--- Task inputs ---

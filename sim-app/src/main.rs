//! Command-line entry point for the memberlink simulator.

use anyhow::Context;
use tracing::info;

use memberlink_core::MemberlinkConfig;

/// Configuration file read when no path is given.
const DEFAULT_CONFIG_PATH: &str = "memberlink.json";

#[tokio::main]
async fn main() -> anyhow::Result<()> {
    memberlink_sim::init_logging();

    let config = match std::env::args().nth(1) {
        Some(path) => MemberlinkConfig::load_from_file(&path)
            .with_context(|| format!("Failed to load configuration from {path}"))?,
        None => MemberlinkConfig::load_or_default(DEFAULT_CONFIG_PATH),
    };

    info!(?config, "Starting memberlink simulator");
    memberlink_sim::run(config).await
}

---

• [Work item]
Set the data down once more, exactly as it stands.

• [Exercise result]
filename sim-app/src/main.rs
//! Command-line entry point for the memberlink simulator.

use anyhow::Context;
use tracing::info;

use memberlink_core::MemberlinkConfig;

/// Configuration file read when no path is given.
const DEFAULT_CONFIG_PATH: &str = "memberlink.json";

#[tokio::main]
async fn main() -> anyhow::Result<()> {
    memberlink_sim::init_logging();

    let config = match std::env::args().nth(1) {
        Some(path) => MemberlinkConfig::load_from_file(&path)
            .with_context(|| format!("Failed to load configuration from {path}"))?,
        None => MemberlinkConfig::load_or_default(DEFAULT_CONFIG_PATH),
    };

    info!(?config, "Starting memberlink simulator");
    memberlink_sim::run(config).await
}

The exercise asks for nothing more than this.